Incidence, outcomes, and predictors of in-hospital acute coronary syndrome following endovascular transcatheter aortic valve replacement in the United States.

Salik Nazir, University of Toledo Medical Center
Keerat R Ahuja, Cleveland Clinic
Anthony A. Donato, Reading Hospital-Tower Health
Robert D Grande, Promedica Toledo Hospital
Khalid Changal, University of Toledo Medical Center
Mohamed M Gad, Cleveland Clinic
Anas Saad, Cleveland Clinic
Beni R Verma, Cleveland Clinic
Mubasshar A Syed, University of Toledo Medical Center
Mujeeb Sheikh, University of Toledo Medical Center
Samir Kapadia, Cleveland Clinic
P Kasi Ramanathan, Promedica Toledo Hospital


BACKGROUND: Incidence and outcomes of acute coronary syndrome (ACS) immediately following transcatheter aortic valve replacement (TAVR) remain largely unknown.

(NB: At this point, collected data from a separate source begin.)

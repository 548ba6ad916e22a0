//! Momentum, RSI, and liquidity indicators over daily price series.

/// RSI lookback in samples (daily averages).
pub const RSI_PERIOD: usize = 14;

/// Neutral RSI reported when the series is too short to evaluate.
pub const RSI_NEUTRAL: f64 = 50.0;

/// Trailing/preceding window length for the momentum comparison.
pub const MOMENTUM_WINDOW: usize = 7;

/// Reference listing count at which the listing sub-score saturates.
pub const REFERENCE_LISTING_COUNT: f64 = 50.0;

/// Reference sales-per-day rate at which the velocity sub-score saturates.
pub const REFERENCE_DAILY_SALES: f64 = 10.0;

const SUB_SCORE_CAP: f64 = 100.0 / 3.0;

/// RSI over a series of daily average prices.
///
/// Gains and losses are summed over the trailing `RSI_PERIOD` deltas;
/// `RSI = 100 - 100 / (1 + avg_gain / avg_loss)`, defined as 100 when the
/// window has no losses and as the neutral 50 when fewer than
/// `RSI_PERIOD + 1` samples exist.
pub fn rsi(daily_averages: &[f64]) -> f64 {
    if daily_averages.len() < RSI_PERIOD + 1 {
        return RSI_NEUTRAL;
    }
    let window = &daily_averages[daily_averages.len() - (RSI_PERIOD + 1)..];
    let mut gains = 0.0;
    let mut losses = 0.0;
    for pair in window.windows(2) {
        let delta = pair[1] - pair[0];
        if delta > 0.0 {
            gains += delta;
        } else {
            losses += -delta;
        }
    }
    if losses == 0.0 {
        return 100.0;
    }
    let avg_gain = gains / RSI_PERIOD as f64;
    let avg_loss = losses / RSI_PERIOD as f64;
    100.0 - 100.0 / (1.0 + avg_gain / avg_loss)
}

/// Momentum: mean of the trailing seven samples against the mean of the
/// seven before them, as a percentage clamped to [-100, 100]. Zero when
/// there is not enough history or the prior window mean is zero.
pub fn momentum(daily_averages: &[f64]) -> f64 {
    if daily_averages.len() < MOMENTUM_WINDOW * 2 {
        return 0.0;
    }
    let len = daily_averages.len();
    let recent = mean(&daily_averages[len - MOMENTUM_WINDOW..]);
    let prior = mean(&daily_averages[len - MOMENTUM_WINDOW * 2..len - MOMENTUM_WINDOW]);
    if prior == 0.0 {
        return 0.0;
    }
    ((recent - prior) / prior * 100.0).clamp(-100.0, 100.0)
}

fn mean(values: &[f64]) -> f64 {
    if values.is_empty() {
        return 0.0;
    }
    values.iter().sum::<f64>() / values.len() as f64
}

/// Min/max/count view of the active listing book.
#[derive(Debug, Clone, PartialEq, serde::Serialize, serde::Deserialize)]
pub struct ListingSnapshot {
    pub count: usize,
    pub min_price_eth: f64,
    pub max_price_eth: f64,
}

/// Liquidity score in [0, 100]: the sum of three sub-scores, each capped at
/// 33.3 — listing depth against a reference count, sales velocity against a
/// reference daily rate, and a spread penalty that shrinks as the relative
/// spread between the cheapest and dearest active listing widens.
pub fn liquidity_score(listings: Option<&ListingSnapshot>, sales_per_day: f64) -> f64 {
    let listing_score = match listings {
        Some(snapshot) => {
            SUB_SCORE_CAP * (snapshot.count as f64 / REFERENCE_LISTING_COUNT).min(1.0)
        }
        None => 0.0,
    };

    let velocity_score =
        SUB_SCORE_CAP * (sales_per_day.max(0.0) / REFERENCE_DAILY_SALES).min(1.0);

    let spread_score = match listings {
        Some(snapshot) if snapshot.count > 0 && snapshot.min_price_eth > 0.0 => {
            let relative_spread =
                (snapshot.max_price_eth - snapshot.min_price_eth) / snapshot.min_price_eth;
            SUB_SCORE_CAP * (1.0 - relative_spread.min(1.0))
        }
        _ => 0.0,
    };

    (listing_score + velocity_score + spread_score).min(100.0)
}

#[cfg(test)]
mod tests {
    use super::*;

    #[test]
    fn rsi_is_100_on_monotonic_rise() {
        let series: Vec<f64> = (1..=20).map(|i| i as f64).collect();
        assert_eq!(rsi(&series), 100.0);
    }

    #[test]
    fn rsi_is_0_on_monotonic_fall() {
        let series: Vec<f64> = (1..=20).rev().map(|i| i as f64).collect();
        assert_eq!(rsi(&series), 0.0);
    }

    #[test]
    fn rsi_neutral_with_short_series() {
        let series: Vec<f64> = (1..=14).map(|i| i as f64).collect();
        assert_eq!(rsi(&series), RSI_NEUTRAL);
    }

    #[test]
    fn rsi_balanced_series_is_midrange() {
        // Alternating +1/-1 deltas: equal gains and losses -> RSI 50.
        let series: Vec<f64> = (0..20).map(|i| if i % 2 == 0 { 10.0 } else { 11.0 }).collect();
        let value = rsi(&series);
        assert!((value - 50.0).abs() < 5.0, "got {}", value);
    }

    #[test]
    fn momentum_detects_rising_prices() {
        let mut series = vec![10.0; 7];
        series.extend(vec![15.0; 7]);
        assert_eq!(momentum(&series), 50.0);
    }

    #[test]
    fn momentum_clamps_extremes() {
        let mut series = vec![1.0; 7];
        series.extend(vec![10.0; 7]);
        assert_eq!(momentum(&series), 100.0);
    }

    #[test]
    fn momentum_zero_without_history() {
        assert_eq!(momentum(&[10.0, 11.0, 12.0]), 0.0);
    }

    #[test]
    fn liquidity_score_saturates_at_100() {
        let listings = ListingSnapshot {
            count: 500,
            min_price_eth: 1.0,
            max_price_eth: 1.0,
        };
        let score = liquidity_score(Some(&listings), 100.0);
        assert!((score - 100.0).abs() < 0.1, "got {}", score);
    }

    #[test]
    fn wide_spread_erodes_the_score() {
        let tight = ListingSnapshot { count: 50, min_price_eth: 1.0, max_price_eth: 1.1 };
        let wide = ListingSnapshot { count: 50, min_price_eth: 1.0, max_price_eth: 5.0 };
        assert!(
            liquidity_score(Some(&tight), 0.0) > liquidity_score(Some(&wide), 0.0)
        );
    }

    #[test]
    fn no_listings_no_listing_score() {
        let score = liquidity_score(None, 10.0);
        assert!((score - SUB_SCORE_CAP).abs() < 0.1, "got {}", score);
    }
}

OBJECTIVES: This study sought to assess the incidence, clinical characteristics, and outcomes of ACS following TAVR.

METHODS: We queried the National Readmission Database from January 2012 to September 2015 for TAVR admissions with and without ACS, creating a propensity-matched cohort to compare outcomes.

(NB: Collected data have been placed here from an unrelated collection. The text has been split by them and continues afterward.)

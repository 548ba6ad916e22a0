//! Daily UTC rollups of enriched sales.

use crate::types::{CurrencyKind, DailyStat, EnrichedSale};
use crate::utils::utc_date;
use chrono::NaiveDate;
use std::collections::BTreeMap;

// Tolerance for the premium-tier ratio comparison: a sale at exactly
// 110% of floor must count toward the 10% tier.
const TIER_EPS: f64 = 1e-9;

/// Groups enriched sales by UTC calendar date and aggregates volume,
/// price spread, premium tiers relative to `floor`, and the currency-kind
/// breakdown. Output is sorted by date ascending.
pub fn daily_rollup(sales: &[EnrichedSale], floor: Option<f64>) -> Vec<DailyStat> {
    let mut days: BTreeMap<NaiveDate, Vec<&EnrichedSale>> = BTreeMap::new();
    for sale in sales {
        days.entry(utc_date(sale.timestamp)).or_default().push(sale);
    }

    days.into_iter()
        .map(|(date, day_sales)| rollup_day(date, &day_sales, floor))
        .collect()
}

fn rollup_day(date: NaiveDate, sales: &[&EnrichedSale], floor: Option<f64>) -> DailyStat {
    let mut stat = DailyStat {
        date,
        volume_eth: 0.0,
        sale_count: sales.len(),
        min_price_eth: f64::MAX,
        max_price_eth: 0.0,
        avg_price_eth: 0.0,
        sales_above_10pct: 0,
        sales_above_25pct: 0,
        sales_above_50pct: 0,
        native_count: 0,
        native_volume_eth: 0.0,
        wrapped_count: 0,
        wrapped_volume_eth: 0.0,
        other_count: 0,
        other_volume_eth: 0.0,
    };

    for sale in sales {
        let price = sale.price_eth;
        stat.volume_eth += price;
        stat.min_price_eth = stat.min_price_eth.min(price);
        stat.max_price_eth = stat.max_price_eth.max(price);

        if let Some(floor) = floor.filter(|f| *f > 0.0) {
            let ratio = price / floor;
            if ratio + TIER_EPS >= 1.10 {
                stat.sales_above_10pct += 1;
            }
            if ratio + TIER_EPS >= 1.25 {
                stat.sales_above_25pct += 1;
            }
            if ratio + TIER_EPS >= 1.50 {
                stat.sales_above_50pct += 1;
            }
        }

        match sale.currency {
            CurrencyKind::Native => {
                stat.native_count += 1;
                stat.native_volume_eth += price;
            }
            CurrencyKind::Wrapped => {
                stat.wrapped_count += 1;
                stat.wrapped_volume_eth += price;
            }
            CurrencyKind::Other => {
                stat.other_count += 1;
                stat.other_volume_eth += price;
            }
        }
    }

    if stat.sale_count > 0 {
        stat.avg_price_eth = stat.volume_eth / stat.sale_count as f64;
    } else {
        stat.min_price_eth = 0.0;
    }
    stat
}

#[cfg(test)]
mod tests {
    use super::*;
    use crate::types::CurrencyKind;

    fn sale(price: f64, timestamp: u64, currency: CurrencyKind) -> EnrichedSale {
        EnrichedSale {
            tx_hash: format!("0x{:064x}", timestamp),
            token_id: "1".to_string(),
            block_number: 1,
            timestamp,
            seller: "0xa".to_string(),
            buyer: "0xb".to_string(),
            price_eth: price,
            price_usd: None,
            currency,
            currency_symbol: "ETH".to_string(),
        }
    }

    const DAY: u64 = 86_400;
    const T0: u64 = 1_609_459_200; // 2021-01-01T00:00:00Z

    #[test]
    fn groups_by_utc_date() {
        let sales = vec![
            sale(1.0, T0, CurrencyKind::Native),
            sale(2.0, T0 + DAY - 1, CurrencyKind::Native),
            sale(3.0, T0 + DAY, CurrencyKind::Wrapped),
        ];
        let stats = daily_rollup(&sales, None);
        assert_eq!(stats.len(), 2);
        assert_eq!(stats[0].sale_count, 2);
        assert_eq!(stats[0].volume_eth, 3.0);
        assert_eq!(stats[0].avg_price_eth, 1.5);
        assert_eq!(stats[1].sale_count, 1);
        assert_eq!(stats[1].wrapped_count, 1);
    }

    #[test]
    fn premium_tier_boundaries_are_inclusive() {
        let floor = 10.0;
        let sales = vec![
            sale(11.0, T0, CurrencyKind::Native),  // exactly 110%
            sale(12.5, T0, CurrencyKind::Native),  // exactly 125%
            sale(15.0, T0, CurrencyKind::Native),  // exactly 150%
            sale(10.5, T0, CurrencyKind::Native),  // below every tier
        ];
        let stats = daily_rollup(&sales, Some(floor));
        assert_eq!(stats[0].sales_above_10pct, 3);
        assert_eq!(stats[0].sales_above_25pct, 2);
        assert_eq!(stats[0].sales_above_50pct, 1);
    }

    #[test]
    fn currency_breakdown() {
        let sales = vec![
            sale(1.0, T0, CurrencyKind::Native),
            sale(2.0, T0, CurrencyKind::Wrapped),
            sale(4.0, T0, CurrencyKind::Other),
        ];
        let stats = daily_rollup(&sales, None);
        assert_eq!(stats[0].native_volume_eth, 1.0);
        assert_eq!(stats[0].wrapped_volume_eth, 2.0);
        assert_eq!(stats[0].other_volume_eth, 4.0);
        assert_eq!(stats[0].min_price_eth, 1.0);
        assert_eq!(stats[0].max_price_eth, 4.0);
    }
}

RESULTS: A total of 48,454 patients underwent TAVR, with 1,332 (2.75%) developing ACS. TAVR patients with ACS compared to those without ACS had a significantly higher incidence of acute kidney injury (24.7 vs. 19.2%; p = .001), ischemic stroke (3.7 vs. 2.3%; p = .04), vascular complications (8.6 vs. 5.8%; p = .008), cardiogenic shock (9.8 vs. 1.9%; p < .001), cardiac arrest (5.1 vs. 2.8%; p = .002), mechanical circulatory support (8.1 vs. 1.5%; p < .001), and in-hospital mortality (9.6 vs. 3.4%; p < .001). Additionally, TAVR with ACS had longer lengths of stay (median 10 days vs. 6 days; p < .001) and hospital charges (median $23,200 vs. $19,000; p < .001). Positive predictors of ACS were history of PCI (odds ratio, 1.43; 95% CI: 1.25-1.63), hyperlipidemia (odds ratio, 1.20; 95% CI: 1.07-1.34), chronic blood loss anemia (odds ratio, 2.16; 95% CI: 1.54-3.03), chronic kidney disease (odds ratio, 1.17; 95% CI: 1.04-1.31), fluid and electrolyte disorders (odds ratio, 1.65; 95% CI: 1.47-1.85), and weight loss (odds ratio, 1.53; 95% CI: 1.22-1.91). Heart failure (34%) was the most common reason for readmission in the ACS cohort.

CONCLUSION: ACS after TAVR is uncommon but is associated with worse clinical outcomes and increased healthcare resource utilization.